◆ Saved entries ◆

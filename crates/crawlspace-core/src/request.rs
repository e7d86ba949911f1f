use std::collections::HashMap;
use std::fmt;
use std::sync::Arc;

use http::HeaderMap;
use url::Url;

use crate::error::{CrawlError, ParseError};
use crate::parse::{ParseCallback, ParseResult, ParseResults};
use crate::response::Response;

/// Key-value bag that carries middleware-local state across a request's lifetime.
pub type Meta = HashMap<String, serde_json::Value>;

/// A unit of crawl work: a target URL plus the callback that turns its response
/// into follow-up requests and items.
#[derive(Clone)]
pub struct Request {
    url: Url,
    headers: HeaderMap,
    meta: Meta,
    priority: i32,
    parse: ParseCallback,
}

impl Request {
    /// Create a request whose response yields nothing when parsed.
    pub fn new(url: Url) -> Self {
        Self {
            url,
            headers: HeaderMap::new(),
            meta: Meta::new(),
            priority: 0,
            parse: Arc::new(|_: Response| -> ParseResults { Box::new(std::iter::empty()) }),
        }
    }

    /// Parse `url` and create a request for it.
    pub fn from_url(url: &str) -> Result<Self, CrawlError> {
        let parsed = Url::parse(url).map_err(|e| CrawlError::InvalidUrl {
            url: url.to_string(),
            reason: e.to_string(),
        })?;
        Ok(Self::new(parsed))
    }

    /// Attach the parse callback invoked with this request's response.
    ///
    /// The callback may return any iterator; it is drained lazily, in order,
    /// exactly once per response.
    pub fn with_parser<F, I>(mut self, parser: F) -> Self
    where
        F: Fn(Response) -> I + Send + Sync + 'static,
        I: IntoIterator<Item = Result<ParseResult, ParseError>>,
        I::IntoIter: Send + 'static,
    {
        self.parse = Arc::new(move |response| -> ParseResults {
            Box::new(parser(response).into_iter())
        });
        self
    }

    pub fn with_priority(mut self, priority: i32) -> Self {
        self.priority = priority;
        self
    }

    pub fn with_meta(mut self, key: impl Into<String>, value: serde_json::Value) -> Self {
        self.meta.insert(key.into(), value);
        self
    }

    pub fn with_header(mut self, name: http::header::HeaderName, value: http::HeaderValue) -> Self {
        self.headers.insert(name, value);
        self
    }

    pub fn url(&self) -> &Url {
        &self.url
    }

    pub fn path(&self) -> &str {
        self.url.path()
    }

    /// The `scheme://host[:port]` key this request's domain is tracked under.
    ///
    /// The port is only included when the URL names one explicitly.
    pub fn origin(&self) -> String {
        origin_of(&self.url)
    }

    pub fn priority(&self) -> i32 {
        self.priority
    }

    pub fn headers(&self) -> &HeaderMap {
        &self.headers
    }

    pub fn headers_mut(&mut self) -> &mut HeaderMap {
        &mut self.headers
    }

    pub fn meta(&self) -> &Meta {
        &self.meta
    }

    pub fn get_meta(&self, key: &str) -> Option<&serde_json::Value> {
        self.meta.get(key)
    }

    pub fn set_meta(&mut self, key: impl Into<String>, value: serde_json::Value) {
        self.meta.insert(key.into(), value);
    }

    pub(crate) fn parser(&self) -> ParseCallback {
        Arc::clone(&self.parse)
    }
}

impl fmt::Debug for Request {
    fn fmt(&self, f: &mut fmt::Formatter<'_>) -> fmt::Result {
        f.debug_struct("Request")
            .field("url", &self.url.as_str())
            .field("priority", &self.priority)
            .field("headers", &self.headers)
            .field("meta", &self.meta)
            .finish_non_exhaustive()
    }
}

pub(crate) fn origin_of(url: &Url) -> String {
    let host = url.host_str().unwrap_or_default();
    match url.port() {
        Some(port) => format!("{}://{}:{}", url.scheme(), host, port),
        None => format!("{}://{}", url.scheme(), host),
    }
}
* * *
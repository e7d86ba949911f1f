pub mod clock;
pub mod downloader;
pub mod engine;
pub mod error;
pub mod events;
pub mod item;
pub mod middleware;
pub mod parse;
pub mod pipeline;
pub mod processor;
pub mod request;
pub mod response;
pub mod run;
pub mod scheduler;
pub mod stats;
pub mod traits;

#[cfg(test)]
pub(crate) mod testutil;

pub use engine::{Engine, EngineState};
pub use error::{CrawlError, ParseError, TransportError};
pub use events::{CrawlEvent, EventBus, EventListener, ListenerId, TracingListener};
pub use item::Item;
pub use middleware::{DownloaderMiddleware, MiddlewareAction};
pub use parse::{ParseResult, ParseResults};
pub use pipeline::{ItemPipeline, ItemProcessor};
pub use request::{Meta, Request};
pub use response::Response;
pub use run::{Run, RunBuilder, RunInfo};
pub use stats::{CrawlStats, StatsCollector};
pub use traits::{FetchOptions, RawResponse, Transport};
---
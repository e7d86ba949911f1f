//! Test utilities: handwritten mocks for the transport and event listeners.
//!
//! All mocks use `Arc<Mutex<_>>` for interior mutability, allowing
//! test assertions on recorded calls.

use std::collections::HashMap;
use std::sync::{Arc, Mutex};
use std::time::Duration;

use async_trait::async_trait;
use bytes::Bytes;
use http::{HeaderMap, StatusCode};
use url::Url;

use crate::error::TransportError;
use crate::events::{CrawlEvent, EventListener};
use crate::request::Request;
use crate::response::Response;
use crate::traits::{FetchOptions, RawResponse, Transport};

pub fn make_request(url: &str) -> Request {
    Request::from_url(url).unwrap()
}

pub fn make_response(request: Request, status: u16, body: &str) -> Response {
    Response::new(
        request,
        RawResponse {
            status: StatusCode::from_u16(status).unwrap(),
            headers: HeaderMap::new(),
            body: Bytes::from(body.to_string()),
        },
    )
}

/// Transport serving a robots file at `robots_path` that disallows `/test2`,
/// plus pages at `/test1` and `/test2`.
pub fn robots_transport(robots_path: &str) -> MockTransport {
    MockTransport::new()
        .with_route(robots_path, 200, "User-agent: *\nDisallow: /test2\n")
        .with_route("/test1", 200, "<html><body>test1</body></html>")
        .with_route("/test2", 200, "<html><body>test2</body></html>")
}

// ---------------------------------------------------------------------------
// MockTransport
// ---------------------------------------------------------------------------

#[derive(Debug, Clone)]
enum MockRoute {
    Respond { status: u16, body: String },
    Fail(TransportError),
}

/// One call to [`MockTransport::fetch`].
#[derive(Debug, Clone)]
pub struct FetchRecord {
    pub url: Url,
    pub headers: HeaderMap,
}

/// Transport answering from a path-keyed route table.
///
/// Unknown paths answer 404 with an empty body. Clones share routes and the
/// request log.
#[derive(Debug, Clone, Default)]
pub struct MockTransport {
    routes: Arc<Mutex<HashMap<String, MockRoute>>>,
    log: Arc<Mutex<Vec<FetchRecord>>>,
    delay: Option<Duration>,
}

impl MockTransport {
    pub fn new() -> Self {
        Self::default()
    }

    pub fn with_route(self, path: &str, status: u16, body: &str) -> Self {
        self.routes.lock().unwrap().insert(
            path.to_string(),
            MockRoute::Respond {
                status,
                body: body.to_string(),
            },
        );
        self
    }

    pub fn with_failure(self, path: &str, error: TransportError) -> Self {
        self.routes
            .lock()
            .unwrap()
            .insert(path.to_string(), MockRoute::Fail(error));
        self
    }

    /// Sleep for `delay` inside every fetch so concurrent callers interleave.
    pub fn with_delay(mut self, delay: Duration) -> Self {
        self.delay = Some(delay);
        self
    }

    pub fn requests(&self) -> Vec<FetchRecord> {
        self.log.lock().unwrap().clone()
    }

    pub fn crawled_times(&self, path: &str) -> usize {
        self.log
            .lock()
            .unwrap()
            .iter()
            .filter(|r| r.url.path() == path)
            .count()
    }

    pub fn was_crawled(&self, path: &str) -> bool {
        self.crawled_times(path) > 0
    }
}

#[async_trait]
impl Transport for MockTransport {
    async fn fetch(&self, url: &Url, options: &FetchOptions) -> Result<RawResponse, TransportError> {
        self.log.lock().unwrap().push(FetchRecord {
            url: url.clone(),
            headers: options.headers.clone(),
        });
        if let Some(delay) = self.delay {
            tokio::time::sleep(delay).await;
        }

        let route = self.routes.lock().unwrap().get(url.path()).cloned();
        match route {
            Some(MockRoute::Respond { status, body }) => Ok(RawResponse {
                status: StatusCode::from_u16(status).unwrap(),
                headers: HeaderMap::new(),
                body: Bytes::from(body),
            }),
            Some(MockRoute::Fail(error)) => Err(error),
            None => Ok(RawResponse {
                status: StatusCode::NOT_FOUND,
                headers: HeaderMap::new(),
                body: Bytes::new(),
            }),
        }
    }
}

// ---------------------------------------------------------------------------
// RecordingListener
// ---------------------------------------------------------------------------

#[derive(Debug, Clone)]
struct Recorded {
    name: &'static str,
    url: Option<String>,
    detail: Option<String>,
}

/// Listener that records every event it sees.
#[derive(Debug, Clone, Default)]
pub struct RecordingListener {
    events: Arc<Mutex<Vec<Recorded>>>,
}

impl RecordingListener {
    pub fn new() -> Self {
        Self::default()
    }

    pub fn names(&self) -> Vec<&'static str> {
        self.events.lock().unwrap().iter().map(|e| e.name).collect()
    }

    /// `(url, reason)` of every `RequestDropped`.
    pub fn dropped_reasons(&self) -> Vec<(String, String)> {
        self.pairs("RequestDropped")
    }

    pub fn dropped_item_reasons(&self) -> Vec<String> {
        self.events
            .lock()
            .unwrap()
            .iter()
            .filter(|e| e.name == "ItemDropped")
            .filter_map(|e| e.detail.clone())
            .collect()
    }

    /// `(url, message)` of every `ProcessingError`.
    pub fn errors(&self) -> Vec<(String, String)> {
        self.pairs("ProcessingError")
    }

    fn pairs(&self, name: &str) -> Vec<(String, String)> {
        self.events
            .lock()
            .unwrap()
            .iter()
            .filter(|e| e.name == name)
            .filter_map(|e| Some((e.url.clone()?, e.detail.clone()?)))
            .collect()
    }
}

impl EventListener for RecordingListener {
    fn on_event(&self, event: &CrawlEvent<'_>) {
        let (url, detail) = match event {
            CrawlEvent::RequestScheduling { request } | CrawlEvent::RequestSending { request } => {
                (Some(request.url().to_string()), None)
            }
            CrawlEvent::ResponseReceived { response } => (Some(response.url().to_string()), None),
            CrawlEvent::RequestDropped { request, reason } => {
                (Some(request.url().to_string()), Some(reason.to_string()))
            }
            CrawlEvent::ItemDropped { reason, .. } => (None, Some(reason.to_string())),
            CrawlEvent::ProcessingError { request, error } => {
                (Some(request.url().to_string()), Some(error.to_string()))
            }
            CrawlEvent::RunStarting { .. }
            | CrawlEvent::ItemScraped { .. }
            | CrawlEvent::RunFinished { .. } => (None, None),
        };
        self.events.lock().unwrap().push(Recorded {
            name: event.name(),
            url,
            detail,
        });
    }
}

◆ TASK TO CARRY OUT ◆
Lines from the entries that contain the string "parsed" are what must be copied.

◆ TASK RESPONSE ◆
    /// Create a request whose response yields nothing when parsed.
        let parsed = Url::parse(url).map_err(|e| CrawlError::InvalidUrl {
        Ok(Self::new(parsed))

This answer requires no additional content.